Feb. 3.– A finales de 2010, agentes de la Administración de Control de Drogas (DEA, por sus siglas en inglés) prepararon una operación en McAllen, Texas, una bulliciosa ciudad de tamaño mediano situada frente a Reynosa, México. Un agente encubierto, que se hacía pasar por un miembro de una organización de narcotráfico de Nueva York, había invitado al objetivo de la operación a encontrarse con él en un estacionamiento comercial de la ciudad para cerrar un negocio de drogas que ambos habían estado discutiendo durante algunos meses.

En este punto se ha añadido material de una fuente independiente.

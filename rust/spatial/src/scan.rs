// This Source Code Form is subject to the terms of the Mozilla Public
// License, v. 2.0. If a copy of the MPL was not distributed with this
// file, You can obtain one at https://mozilla.org/MPL/2.0/.

//! Aggregate for one completed room scan

use serde::{Deserialize, Serialize};

use crate::capture::CapturedRoom;
use crate::classifier::{classify_room, RoomType};
use crate::config::SpatialConfig;
use crate::dimensions::{calculate_room_dimensions, RoomDimensions};
use crate::extractor::extract_spatial_data;
use crate::layout::{simplify, RoomSpatialLayout};
use crate::spatial_data::RoomSpatialData;

/// Surface counts of a capture
#[derive(Debug, Clone, Copy, Default, PartialEq, Eq, Serialize, Deserialize)]
pub struct RoomFeatures {
    pub walls: usize,
    pub doors: usize,
    pub windows: usize,
    pub openings: usize,
}

impl RoomFeatures {
    pub fn from_capture(capture: &CapturedRoom) -> Self {
        Self {
            walls: capture.walls.len(),
            doors: capture.doors.len(),
            windows: capture.windows.len(),
            openings: capture.openings.len(),
        }
    }
}

/// Everything derived from one capture
///
/// Built in one pass by [`RoomScanData::from_capture`] and read-only afterwards.
#[derive(Debug, Clone, Serialize)]
pub struct RoomScanData {
    capture: CapturedRoom,
    room_type: RoomType,
    dimensions: RoomDimensions,
    features: RoomFeatures,
    spatial_data: RoomSpatialData,
    room_description: String,
}

impl RoomScanData {
    /// Run classification, dimensioning and surface extraction over a capture
    ///
    /// Never fails: empty or partial captures produce default values.
    pub fn from_capture(capture: CapturedRoom, config: &SpatialConfig) -> Self {
        let room_type = classify_room(&capture, config);
        let dimensions = calculate_room_dimensions(&capture.walls, config);
        let features = RoomFeatures::from_capture(&capture);
        let spatial_data = extract_spatial_data(&capture, config);
        let room_description = describe_room(room_type, &dimensions, &features);

        tracing::info!(
            room_type = %room_type,
            width = dimensions.width(),
            depth = dimensions.depth(),
            height = dimensions.height(),
            area = dimensions.area(),
            walls = features.walls,
            doors = features.doors,
            windows = features.windows,
            openings = features.openings,
            "Room scan processed"
        );

        Self {
            capture,
            room_type,
            dimensions,
            features,
            spatial_data,
            room_description,
        }
    }

    pub fn capture(&self) -> &CapturedRoom {
        &self.capture
    }

    pub fn room_type(&self) -> RoomType {
        self.room_type
    }

    pub fn dimensions(&self) -> &RoomDimensions {
        &self.dimensions
    }

    pub fn features(&self) -> &RoomFeatures {
        &self.features
    }

    pub fn spatial_data(&self) -> &RoomSpatialData {
        &self.spatial_data
    }

    pub fn room_description(&self) -> &str {
        &self.room_description
    }

    /// Wire form of the spatial model
    pub fn simplified_spatial_layout(&self) -> RoomSpatialLayout {
        simplify(&self.spatial_data)
    }
}

/// One-line summary such as
/// `Bedroom, 4.0m × 3.0m × 2.8m (12.0 sq m) with 4 walls, 1 door, 2 windows and no openings`
pub fn describe_room(room_type: RoomType, dimensions: &RoomDimensions, features: &RoomFeatures) -> String {
    format!(
        "{}, {:.1}m × {:.1}m × {:.1}m ({:.1} sq m) with {}, {}, {} and {}",
        room_type.display_name(),
        dimensions.width(),
        dimensions.depth(),
        dimensions.height(),
        dimensions.area(),
        count_noun(features.walls, "wall"),
        count_noun(features.doors, "door"),
        count_noun(features.windows, "window"),
        count_noun(features.openings, "opening"),
    )
}

fn count_noun(count: usize, noun: &str) -> String {
    match count {
        0 => format!("no {noun}s"),
        1 => format!("1 {noun}"),
        n => format!("{n} {noun}s"),
    }
}

#[cfg(test)]
mod tests {
    use super::*;
    use crate::capture::{CapturedSurface, RoomSection, SectionLabel, SurfaceId};
    use crate::types::{Dimensions3D, Position3D};

    #[test]
    fn test_description() {
        let features = RoomFeatures {
            walls: 4,
            doors: 1,
            windows: 2,
            openings: 0,
        };
        let text = describe_room(RoomType::Bedroom, &RoomDimensions::new(4.0, 2.8, 3.0), &features);
        assert_eq!(
            text,
            "Bedroom, 4.0m × 3.0m × 2.8m (12.0 sq m) with 4 walls, 1 door, 2 windows and no openings"
        );
    }

    #[test]
    fn test_empty_capture() {
        let scan = RoomScanData::from_capture(CapturedRoom::empty(), &SpatialConfig::default());

        assert_eq!(scan.room_type(), RoomType::Bathroom);
        assert_eq!(scan.dimensions().area(), 4.0);
        assert_eq!(scan.features(), &RoomFeatures::default());
        assert!(scan.spatial_data().walls.is_empty());
        assert!(scan.room_description().starts_with("Bathroom, 2.0m × 2.0m × 2.4m"));
    }

    #[test]
    fn test_features_and_layout() {
        let mut capture = CapturedRoom::empty();
        capture.walls.push(CapturedSurface::axis_aligned(
            SurfaceId::from_u128(1),
            Position3D::new(0.0, 1.4, 0.0),
            Dimensions3D::new(4.0, 2.8, 0.0),
        ));
        capture.doors.push(CapturedSurface::axis_aligned(
            SurfaceId::from_u128(2),
            Position3D::new(0.5, 1.0, 0.0),
            Dimensions3D::new(0.9, 2.0, 0.0),
        ));
        capture.sections = Some(vec![RoomSection::new(SectionLabel::Kitchen)]);

        let scan = RoomScanData::from_capture(capture, &SpatialConfig::default());
        assert_eq!(scan.room_type(), RoomType::Kitchen);
        assert_eq!(scan.features().walls, 1);
        assert_eq!(scan.features().doors, 1);

        let layout = scan.simplified_spatial_layout();
        assert_eq!(layout.walls[0].attached_elements, vec![SurfaceId::from_u128(2).to_string()]);
        assert_eq!(layout.doors[0].wall_id, SurfaceId::from_u128(1).to_string());
    }
}
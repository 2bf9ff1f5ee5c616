// This Source Code Form is subject to the terms of the Mozilla Public
// License, v. 2.0. If a copy of the MPL was not distributed with this
// file, You can obtain one at https://mozilla.org/MPL/2.0/.

//! Wire-safe room layout
//!
//! Flattens [`RoomSpatialData`] into the shape sent to the design service:
//! walls tagged with a cardinal direction and the ids of their elements,
//! elements with their host wall id and position in that wall's frame.

use serde::{Deserialize, Serialize};

use crate::spatial_data::{ElementType, RelativePosition, RoomSpatialData, SurfaceSpatialInfo};
use crate::types::{Dimensions3D, Position3D};

/// Coarse direction a wall faces
#[derive(Debug, Clone, Copy, PartialEq, Eq, Hash, Serialize, Deserialize)]
#[serde(rename_all = "lowercase")]
pub enum CardinalOrientation {
    North,
    South,
    East,
    West,
}

impl CardinalOrientation {
    /// Bucket a forward vector by its dominant horizontal component
    ///
    /// `+x` is east, `-x` west, `-z` north and `+z` south. Equal magnitudes
    /// fall on the z axis.
    pub fn from_forward(forward: &Position3D) -> Self {
        if forward.x.abs() > forward.z.abs() {
            if forward.x >= 0.0 {
                CardinalOrientation::East
            } else {
                CardinalOrientation::West
            }
        } else if forward.z > 0.0 {
            CardinalOrientation::South
        } else {
            CardinalOrientation::North
        }
    }

    pub fn as_str(&self) -> &'static str {
        match self {
            CardinalOrientation::North => "north",
            CardinalOrientation::South => "south",
            CardinalOrientation::East => "east",
            CardinalOrientation::West => "west",
        }
    }
}

#[derive(Debug, Clone, PartialEq, Serialize, Deserialize)]
pub struct WallLayout {
    pub id: String,
    pub orientation: CardinalOrientation,
    pub dimensions: Dimensions3D,
    pub position: Position3D,
    pub attached_elements: Vec<String>,
}

/// Element position in its wall's frame, zero when orphaned
#[derive(Debug, Clone, Copy, Default, PartialEq, Serialize, Deserialize)]
pub struct PositionOnWall {
    pub from_left: f64,
    pub from_bottom: f64,
    pub normalized_x: f64,
    pub normalized_y: f64,
}

impl From<RelativePosition> for PositionOnWall {
    fn from(rel: RelativePosition) -> Self {
        Self {
            from_left: rel.distance_from_left,
            from_bottom: rel.distance_from_bottom,
            normalized_x: rel.normalized_x,
            normalized_y: rel.normalized_y,
        }
    }
}

#[derive(Debug, Clone, PartialEq, Serialize, Deserialize)]
pub struct ElementLayout {
    pub id: String,
    #[serde(rename = "type")]
    pub element_type: ElementType,
    pub dimensions: Dimensions3D,
    /// Host wall id, empty for orphaned elements
    pub wall_id: String,
    pub position_on_wall: PositionOnWall,
}

impl ElementLayout {
    pub fn is_orphaned(&self) -> bool {
        self.wall_id.is_empty()
    }
}

#[derive(Debug, Clone, Default, PartialEq, Serialize, Deserialize)]
pub struct RoomSpatialLayout {
    pub walls: Vec<WallLayout>,
    pub windows: Vec<ElementLayout>,
    pub doors: Vec<ElementLayout>,
    pub openings: Vec<ElementLayout>,
}

impl RoomSpatialLayout {
    pub fn wall(&self, id: &str) -> Option<&WallLayout> {
        self.walls.iter().find(|w| w.id == id)
    }

    pub fn elements(&self) -> impl Iterator<Item = &ElementLayout> {
        self.doors
            .iter()
            .chain(self.windows.iter())
            .chain(self.openings.iter())
    }

    pub fn to_json(&self) -> crate::Result<String> {
        Ok(serde_json::to_string(self)?)
    }
}

/// Project the spatial model into its wire form
pub fn simplify(data: &RoomSpatialData) -> RoomSpatialLayout {
    let walls = data
        .walls
        .iter()
        .map(|wall| WallLayout {
            id: wall.identifier.to_string(),
            orientation: CardinalOrientation::from_forward(&wall.normal_vector()),
            dimensions: wall.dimensions,
            position: wall.position,
            attached_elements: data
                .elements_attached_to(wall.identifier)
                .into_iter()
                .map(|e| e.identifier.to_string())
                .collect(),
        })
        .collect();

    let layout = RoomSpatialLayout {
        walls,
        windows: data.windows.iter().map(element_layout).collect(),
        doors: data.doors.iter().map(element_layout).collect(),
        openings: data.openings.iter().map(element_layout).collect(),
    };

    tracing::debug!(
        walls = layout.walls.len(),
        elements = layout.elements().count(),
        orphaned = layout.elements().filter(|e| e.is_orphaned()).count(),
        "Simplified spatial layout"
    );

    layout
}

fn element_layout(surface: &SurfaceSpatialInfo) -> ElementLayout {
    ElementLayout {
        id: surface.identifier.to_string(),
        element_type: surface.element_type,
        dimensions: surface.dimensions,
        wall_id: surface
            .parent_wall_id
            .map(|id| id.to_string())
            .unwrap_or_default(),
        position_on_wall: surface
            .relative_position_on_wall
            .map(PositionOnWall::from)
            .unwrap_or_default(),
    }
}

El objetivo era Mauricio Soto Caballero, un consultor radicado en Ciudad de México con algunas conexiones turbias, que estaba buscando un punto de entrada al mundo del tráfico de cocaína. Pero para la DEA, Soto representaba algo mucho más grande: la oportunidad de resolver un caso que investigadores creían que penetraba no solo a las altas esferas del narcotráfico, sino también a las altas esferas de la política mexicana.
Durante sus conversaciones, Soto había accedido a tomar posesión de un vehículo con 10 kilogramos de cocaína. Cruzó la frontera y llegó a la reunión en un automóvil junto con dos socios. El agente encubierto subió al auto de Soto y le dio las llaves del vehículo que alojaba la cocaína. A cambio del favor, el agente encubierto prometió darle a Soto como recompensa un kilogramo de cocaína.